Me sentí como si escapara de algo, como un adolescente que acaba de gastarle una broma a alguien. Tomamos la autopista norte en dirección a la Carretera 17, atravesando por el camino los montes Catskill, de vuelta a casa. Los relámpagos centelleaban en el cielo y la niebla se elevaba por encima de los árboles. La radio emitía noticias, pero el ruido de la lluvia sobre el parabrisas era tan fuerte que tuve que subir el volumen.

Una noticia de última hora en Monticello. Habían hallado a un hombre llamado Milo Peterman con tres tiros en la cabeza.

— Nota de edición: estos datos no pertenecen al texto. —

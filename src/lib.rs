//! Publishing and content-freshness pipeline for a content-managed
//! developer portal.
//!
//! The crate bakes the CMS into a static tree, uploads it to object
//! storage, coordinates CDN invalidation and cache warming, and keeps
//! the portal fresh by polling external feeds into moderation drafts.
//! All recurring work runs through a durable Postgres-backed job queue
//! so that retries and scheduling live in one place.

pub mod application;
pub mod config;
pub mod domain;
pub mod infra;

La policía lo atribuía a un ajuste de cuentas entre bandas.

– Para -dijo Ben, agarrando la manecilla de la puerta.

Su rostro estaba lívido.

Estacioné en la cuneta. Ben se inclinó hacia fuera y vomitó. Después cerró la puerta y se secó los labios con el dorso de la manga. Estaba empapado. Su pelo rubio y liso se le había pegado a las sienes y los mechones del flequillo le rozaban las gafas rectangulares. Mantuvo la mirada al frente y me dijo en voz baja que siguiera adelante.

Eché un vistazo por el espejo retrovisor, agarré el volante y volví a incorporarme a la carretera mojada por la lluvia. Milo tenía una casita de pesca en Monticello. Una noche nos preparó unas hamburguesas a Ben y a mí, las comimos en el porche que daba a un arroyo rico en truchas. Lo único que tenía para beber era sangría. Seguí conduciendo en silencio, hasta que no aguanté más y dije:

– La última vez que te vi tan mojado fue aquella Nochevieja en Palm Beach.

Eso le hizo sonreír. Habíamos sido compañeros de cuarto, y también del equipo de rugby. La familia de Ben tenía una casa en Palm Beach. Yo nunca había estado más allá de Birmingham y él me llevó a pasar las vacaciones a su casa de las afueras en nuestro primer año de universidad.

– Esas mujeres eran tan tristes -dijo él, refiriéndose a aquella noche en que cerramos uno de los bares del pueblo, ambos con muchas copas de más y con las hormonas en salvaje ebullición.

– No estaban mal.

– Por ser las tres de la madrugada -dijo él-. Debían de tener más de cuarenta años.